▸ WHAT IS BEING ASKED
The answer consists solely of the listing's lines from the first through the line containing "the macro engine.", each reproduced exactly.
___ PROVIDED INFORMATION
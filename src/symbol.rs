//! The symbol table: a multimap of name to a stack of labels, with
//! scope-aware lookup and forward-reference bookkeeping.

use std::collections::HashMap;

use crate::error::{AssemblyError, AsmResult};
use crate::opcode::Mnemonic;

/// Sentinel PC value meaning "no ORG seen yet".
pub const NOORIGIN: i64 = i64::MIN / 2;

/// A captured macro body: the lines between `MACRO` and `ENDM`, verbatim,
/// plus the formal parameter names in declaration order.
#[derive(Debug, Clone, PartialEq, Eq)]
pub struct MacroBody {
	pub params: Vec<String>,
	pub lines: Vec<String>,
}

/// A captured `REPT` body, replayed `count` times by the macro engine.
#[derive(Debug, Clone, PartialEq, Eq)]
pub struct ReptBody {
	pub lines: Vec<String>,
}

/// One `(addressing mode, opcode byte)` entry in a mnemonic's table, see
/// [`crate::opcode`].
pub type OpcodeEntry = (crate::opcode::AddressingMode, u8);

/// The tagged value a label holds, one case per reserved category so that
/// dispatch is a plain match instead of runtime type inspection.
#[derive(Debug, Clone, PartialEq)]
pub enum LabelKind {
	/// An address computed by position in the output.
	Label(i64),
	/// A free integer, e.g. from `=` or `ENUM`.
	Value(i64),
	/// Source text substituted in place of the identifier.
	Equate(String),
	/// A captured macro body.
	Macro(MacroBody),
	/// A pre-registered opcode mnemonic.
	ReservedOpcode(Mnemonic),
	/// A pre-registered directive name.
	ReservedDirective(crate::directive::DirectiveTag),
}

impl LabelKind {
	#[must_use]
	pub const fn is_value_like(&self) -> bool {
		matches!(self, Self::Label(_) | Self::Value(_))
	}

	/// The numeric value of this label, if it has one.
	#[must_use]
	pub const fn numeric_value(&self) -> Option<i64> {
		match self {
			Self::Label(value) | Self::Value(value) => Some(*value),
			_ => None,
		}
	}
}

/// A single label definition. Same-named labels form a stack (see
/// [`SymbolTable`]); this struct is one frame of that stack.
#[derive(Debug, Clone)]
pub struct Label {
	pub name: String,
	pub kind: LabelKind,
	/// Pass number in which this label last received a definition.
	pub defined_this_pass: u32,
	/// 0 for global, nonzero for local scope membership.
	pub scope: u32,
	/// Flipped around equate expansion to detect expansion cycles, and
	/// always restored on every exit path including errors.
	pub recursion_guard: bool,
}

impl Label {
	fn reserved(name: &str, kind: LabelKind) -> Self {
		Self { name: name.to_owned(), kind, defined_this_pass: 0, scope: 0, recursion_guard: false }
	}
}

/// Multimap of name to an ordered (most-recent-first) stack of labels,
/// plus the scope bookkeeping described in the design notes.
#[derive(Debug)]
pub struct SymbolTable {
	table: HashMap<String, Vec<Label>>,
	pub current_scope: u32,
	pub next_scope: u32,
}

/// Outcome of [`SymbolTable::define`], telling the caller whether a value
/// changed in a way that forces another pass.
#[derive(Debug, Clone, Copy, PartialEq, Eq)]
pub struct DefineOutcome {
	pub needs_another_pass: bool,
}

impl SymbolTable {
	#[must_use]
	pub fn new() -> Self {
		let mut table = Self { table: HashMap::new(), current_scope: 1, next_scope: 2 };
		table.register_reserved_words();
		table
	}

	fn register_reserved_words(&mut self) {
		for mnemonic in Mnemonic::all() {
			self.table.insert(mnemonic.name().to_owned(), vec![Label::reserved(
				mnemonic.name(),
				LabelKind::ReservedOpcode(mnemonic),
			)]);
		}
		for tag in crate::directive::DirectiveTag::all() {
			for name in tag.names() {
				self.table.insert((*name).to_owned(), vec![Label::reserved(name, LabelKind::ReservedDirective(tag))]);
			}
		}
	}

	/// Resets the per-pass scope counters; called by the pass driver at the
	/// start of each pass. Label values and their `defined_this_pass` marks
	/// carry over untouched: a name already bound in an earlier pass keeps
	/// its last known value visible to forward references until this pass's
	/// own definition line overwrites it.
	pub fn begin_pass(&mut self) {
		self.current_scope = 1;
		self.next_scope = 2;
	}

	/// Looks up a name for read access: the innermost local match first,
	/// then the newest global.
	#[must_use]
	pub fn lookup(&self, name: &str) -> Option<&Label> {
		let stack = self.table.get(name)?;
		stack
			.iter()
			.find(|label| label.scope == self.current_scope)
			.or_else(|| stack.iter().find(|label| label.scope == 0))
	}

	#[must_use]
	pub fn lookup_mut(&mut self, name: &str) -> Option<&mut Label> {
		let current_scope = self.current_scope;
		let stack = self.table.get_mut(name)?;
		if let Some(index) = stack.iter().position(|label| label.scope == current_scope) {
			return stack.get_mut(index);
		}
		let index = stack.iter().position(|label| label.scope == 0)?;
		stack.get_mut(index)
	}

	/// Defines a new label, per the scoping and redefinition rules.
	///
	/// * If `name` starts with `@` or `local` is true, the label attaches to
	///   the current scope.
	/// * Otherwise a fresh global scope is opened so that labels following
	///   this one form a new local namespace.
	pub fn define(
		&mut self,
		name: &str,
		kind: LabelKind,
		local: bool,
		pass: u32,
		line: usize,
		last_chance: bool,
	) -> AsmResult<DefineOutcome> {
		let is_local = local || name.starts_with('@');
		let scope = if is_local {
			self.current_scope
		} else {
			// Opens a fresh local-scope block for whatever comes after this
			// label, but the global itself lives in the shared scope-0
			// bucket so it stays visible from anywhere in the file.
			self.allocate_global_scope();
			0
		};

		let stack = self.table.entry(name.to_owned()).or_default();

		if let Some(existing) = stack.iter_mut().find(|label| label.scope == scope) {
			match (&existing.kind, &kind) {
				// VALUE labels (and equates re-assigned via `=`) may be freely
				// redefined within the same pass.
				(LabelKind::Value(_), LabelKind::Value(_)) => {
					existing.kind = kind;
					existing.defined_this_pass = pass;
					return Ok(DefineOutcome { needs_another_pass: false });
				},
				(LabelKind::Label(_), LabelKind::Label(_)) if existing.defined_this_pass == pass =>
					return Err(AssemblyError::LabelAlreadyDefined { name: name.to_owned(), line }),
				(LabelKind::Label(old_value), LabelKind::Label(new_value)) => {
					let changed = *old_value != *new_value;
					let is_anonymous_backward = name.starts_with('-');
					existing.kind = kind;
					existing.defined_this_pass = pass;
					if changed && !is_anonymous_backward {
						if last_chance {
							return Err(AssemblyError::OutOfRange { value: *new_value, line, help: Some(
								"this label's address changed on the final pass; the assembly did not converge".to_owned(),
							) });
						}
						return Ok(DefineOutcome { needs_another_pass: true });
					}
					return Ok(DefineOutcome { needs_another_pass: false });
				},
				_ if existing.defined_this_pass == pass =>
					return Err(AssemblyError::LabelAlreadyDefined { name: name.to_owned(), line }),
				_ => {
					existing.kind = kind;
					existing.defined_this_pass = pass;
					return Ok(DefineOutcome { needs_another_pass: false });
				},
			}
		}

		stack.push(Label { name: name.to_owned(), kind, defined_this_pass: pass, scope, recursion_guard: false });
		Ok(DefineOutcome { needs_another_pass: false })
	}

	fn allocate_global_scope(&mut self) -> u32 {
		let scope = self.next_scope;
		self.current_scope = scope;
		self.next_scope += 1;
		scope
	}

	/// Every label frontier known so far, used by the pass driver to detect
	/// whether a pass made progress.
	#[must_use]
	pub fn label_frontier(&self) -> Vec<(String, u32, Option<i64>)> {
		let mut frontier: Vec<_> = self
			.table
			.iter()
			.flat_map(|(name, stack)| {
				stack.iter().map(|label| (name.clone(), label.scope, label.kind.numeric_value()))
			})
			.collect();
		frontier.sort();
		frontier
	}
}

impl Default for SymbolTable {
	fn default() -> Self {
		Self::new()
	}
}

#[cfg(test)]
mod tests {
	use super::*;

	#[test]
	fn reserved_words_are_preregistered() {
		let table = SymbolTable::new();
		assert!(matches!(table.lookup("LDA").unwrap().kind, LabelKind::ReservedOpcode(Mnemonic::Lda)));
		assert!(matches!(table.lookup("ORG").unwrap().kind, LabelKind::ReservedDirective(_)));
	}

	#[test]
	fn global_labels_open_new_scopes() {
		let mut table = SymbolTable::new();
		table.define("start", LabelKind::Label(0x8000), false, 1, 1, false).unwrap();
		let scope_of_start = table.current_scope;
		table.define("@loop", LabelKind::Label(0x8001), false, 1, 2, false).unwrap();
		assert_eq!(table.lookup("@loop").unwrap().scope, scope_of_start);
		table.define("next", LabelKind::Label(0x8010), false, 1, 3, false).unwrap();
		assert_ne!(table.current_scope, scope_of_start);
	}

	#[test]
	fn redefining_a_label_with_new_value_requests_another_pass() {
		let mut table = SymbolTable::new();
		table.define("foo", LabelKind::Label(1), false, 1, 1, false).unwrap();
		table.begin_pass();
		let outcome = table.define("foo", LabelKind::Label(2), false, 2, 1, false).unwrap();
		assert!(outcome.needs_another_pass);
	}

	#[test]
	fn redefining_a_label_on_last_chance_is_an_error() {
		let mut table = SymbolTable::new();
		table.define("foo", LabelKind::Label(1), false, 1, 1, false).unwrap();
		table.begin_pass();
		let result = table.define("foo", LabelKind::Label(2), false, 2, 1, true);
		assert!(result.is_err());
	}

	#[test]
	fn duplicate_definition_in_same_pass_fails() {
		let mut table = SymbolTable::new();
		table.define("foo", LabelKind::Equate("1".to_owned()), false, 1, 1, false).unwrap();
		let result = table.define("foo", LabelKind::Equate("2".to_owned()), false, 1, 2, false);
		assert!(result.is_err());
	}

	#[test]
	fn duplicate_label_definition_in_same_pass_fails() {
		let mut table = SymbolTable::new();
		table.define("foo", LabelKind::Label(0x8000), false, 1, 1, false).unwrap();
		let result = table.define("foo", LabelKind::Label(0x8010), false, 1, 2, false);
		assert!(matches!(result, Err(AssemblyError::LabelAlreadyDefined { .. })));
	}

	#[test]
	fn global_label_is_visible_after_scope_moves_on() {
		let mut table = SymbolTable::new();
		table.define("first", LabelKind::Label(0x8000), false, 1, 1, false).unwrap();
		table.define("second", LabelKind::Label(0x8010), false, 1, 2, false).unwrap();
		assert_eq!(table.lookup("first").unwrap().kind, LabelKind::Label(0x8000));
	}
}
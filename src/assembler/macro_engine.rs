//! `MACRO`/`ENDM` capture-and-replay and `REPT`/`ENDR` immediate repetition.
//! Bodies are captured as raw source text; a macro invocation performs
//! positional `\1`..`\9` substitution and pushes the result back onto the
//! pending-line stack so it runs through the ordinary statement dispatcher,
//! exactly as if it had been typed inline.

use crate::error::AssemblyError;
use crate::symbol::{LabelKind, MacroBody, ReptBody};

use super::{Assembler, PendingLine};

/// What the assembler is doing with lines it reads while capturing a body
/// instead of executing them.
pub(super) enum Capture {
	Macro { name: String, params: Vec<String>, lines: Vec<String>, depth: u32 },
	Rept { count: i64, lines: Vec<String>, depth: u32 },
}

/// Splits a macro invocation's argument list on unquoted commas.
pub(super) fn split_args(text: &str) -> Vec<String> {
	let trimmed = text.trim();
	if trimmed.is_empty() {
		return Vec::new();
	}
	let bytes = trimmed.as_bytes();
	let mut in_string: Option<u8> = None;
	let mut start = 0;
	let mut args = Vec::new();
	for (index, &byte) in bytes.iter().enumerate() {
		match in_string {
			Some(quote) if byte == quote => in_string = None,
			Some(_) => {},
			None if byte == b'"' || byte == b'\'' => in_string = Some(byte),
			None if byte == b',' => {
				args.push(trimmed[start .. index].trim().to_owned());
				start = index + 1;
			},
			None => {},
		}
	}
	args.push(trimmed[start ..].trim().to_owned());
	args
}

/// Substitutes `\1`..`\9` with the corresponding actual argument (empty
/// string if not supplied).
fn substitute_params(line: &str, args: &[String]) -> String {
	let mut out = String::with_capacity(line.len());
	let mut chars = line.chars().peekable();
	while let Some(chr) = chars.next() {
		if chr == '\\'
			&& let Some(&next) = chars.peek()
			&& next.is_ascii_digit()
			&& next != '0'
		{
			chars.next();
			let index = next.to_digit(10).unwrap() as usize - 1;
			out.push_str(args.get(index).map_or("", String::as_str));
			continue;
		}
		out.push(chr);
	}
	out
}

impl Assembler {
	/// `name MACRO p1,p2,...`: starts capturing the body up to the matching
	/// `ENDM`.
	pub(super) fn begin_macro_capture(&mut self, name: &str, param_text: &str, _line: usize) {
		let params = split_args(param_text);
		self.capture = Some(Capture::Macro { name: name.to_owned(), params, lines: Vec::new(), depth: 0 });
	}

	/// `REPT count`: evaluates `count` immediately and starts capturing the
	/// body up to the matching `ENDR`.
	pub(super) fn begin_rept_capture(&mut self, count_text: &str, line: usize) -> crate::error::AsmResult<()> {
		let result = self.eval_expr(count_text, line)?;
		self.capture = Some(Capture::Rept { count: result.value, lines: Vec::new(), depth: 0 });
		Ok(())
	}

	/// Feeds one raw (unexpanded) line into the in-progress capture. Returns
	/// `true` once the matching terminator has closed the capture and it has
	/// been fully handled (definition stored, or `REPT` body replayed).
	pub(super) fn feed_capture_line(&mut self, text: &str, line: usize) -> crate::error::AsmResult<bool> {
		let word = text.trim_start().split_whitespace().next().unwrap_or("").to_ascii_uppercase();
		let Some(capture) = self.capture.as_mut() else { return Ok(false) };

		match capture {
			Capture::Macro { lines, depth, .. } =>
				if word == "MACRO" {
					*depth += 1;
					lines.push(text.to_owned());
				} else if word == "ENDM" {
					if *depth > 0 {
						*depth -= 1;
						lines.push(text.to_owned());
					} else {
						let Some(Capture::Macro { name, params, lines, .. }) = self.capture.take() else { unreachable!() };
						self.symtab.define(&name, LabelKind::Macro(MacroBody { params, lines }), false, self.pass, line, self.last_chance)?;
						return Ok(true);
					}
				} else {
					lines.push(text.to_owned());
				},
			Capture::Rept { lines, depth, .. } =>
				if word == "REPT" {
					*depth += 1;
					lines.push(text.to_owned());
				} else if word == "ENDR" {
					if *depth > 0 {
						*depth -= 1;
						lines.push(text.to_owned());
					} else {
						let Some(Capture::Rept { count, lines, .. }) = self.capture.take() else { unreachable!() };
						self.replay_rept(&ReptBody { lines }, count, line);
						return Ok(true);
					}
				} else {
					lines.push(text.to_owned());
				},
		}
		Ok(false)
	}

	fn replay_rept(&mut self, body: &ReptBody, count: i64, line: usize) {
		let repeats = count.max(0);
		self.expansion_depth += 1;
		self.pending.push(PendingLine::ExpansionEnd);
		for _ in 0 .. repeats {
			for source_line in body.lines.iter().rev() {
				self.pending.push(PendingLine::Source { name: self.current_file.clone(), line_number: line, text: source_line.clone() });
			}
		}
	}

	/// Expands a macro invocation and pushes its body onto the pending-line
	/// stack so it is processed next, exactly like an `INCLUDE`.
	pub(super) fn invoke_macro(&mut self, body: &MacroBody, name: &str, args_text: &str, line: usize) -> crate::error::AsmResult<()> {
		if self.active_macros.contains(name) {
			return Err(AssemblyError::RecursiveMacro { name: name.to_owned(), line });
		}
		if self.active_macros.len() >= 64 {
			return Err(AssemblyError::RecursiveMacro { name: name.to_owned(), line });
		}
		let args = split_args(args_text);
		self.active_macros.insert(name.to_owned());
		self.expansion_depth += 1;
		self.pending.push(PendingLine::MacroExit(name.to_owned()));
		for source_line in body.lines.iter().rev() {
			self.pending.push(PendingLine::Source {
				name: self.current_file.clone(),
				line_number: line,
				text: substitute_params(source_line, &args),
			});
		}
		Ok(())
	}
}
/// One level of `IF`/`ELSEIF`/`ELSE`/`ENDIF` nesting.
struct IfFrame {
	/// Whether the enclosing context was itself executing when this `IF`
	/// was reached; captured once so nested `ELSE`/`ELSEIF` never need to
	/// re-examine ancestors.
	parent_active: bool,
	/// Whether some branch of this `IF` has already been taken.
	branch_taken: bool,
	/// Whether lines are currently being executed for this frame.
	taking: bool,
}

#[derive(Debug, Clone, Copy, PartialEq, Eq)]
enum Orientation {
	Forward,
	Backward,
}

struct AnonDef {
	statement_index: usize,
	orientation: Orientation,
	address: i64,
}

fn is_identifier_start(chr: char) -> bool {
	chr == '_' || chr == '.' || chr == '@' || chr.is_alphabetic()
}

fn is_identifier_continue(chr: char) -> bool {
	is_identifier_start(chr) || chr.is_ascii_digit()
}

fn take_leading_identifier(text: &str) -> Option<(&str, &str)> {
	let first = text.chars().next()?;
	if !is_identifier_start(first) {
		return None;
	}
	let len = text.chars().take_while(|c| is_identifier_continue(*c)).count();
	Some((&text[.. len], &text[len ..]))
}

/// A run of `+` or only `-` characters with nothing naming an atom right
/// after it is an anonymous label reference, not the arithmetic operator;
/// a bare "-" or "++" on its own line is always an anonymous definition.
fn is_anon_marker(name: &str) -> bool {
	!name.is_empty() && (name.chars().all(|c| c == '+') || name.chars().all(|c| c == '-'))
}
______
▸ RESULT BELOW
filename src/symbol.rs
//! The symbol table: a multimap of name to a stack of labels, with
//! scope-aware lookup and forward-reference bookkeeping.

use std::collections::HashMap;

use crate::error::{AssemblyError, AsmResult};
use crate::opcode::Mnemonic;

/// Sentinel PC value meaning "no ORG seen yet".
pub const NOORIGIN: i64 = i64::MIN / 2;

/// A captured macro body: the lines between `MACRO` and `ENDM`, verbatim,
/// plus the formal parameter names in declaration order.
#[derive(Debug, Clone, PartialEq, Eq)]
pub struct MacroBody {
	pub params: Vec<String>,
	pub lines: Vec<String>,
}

/// A captured `REPT` body, replayed `count` times by the macro engine.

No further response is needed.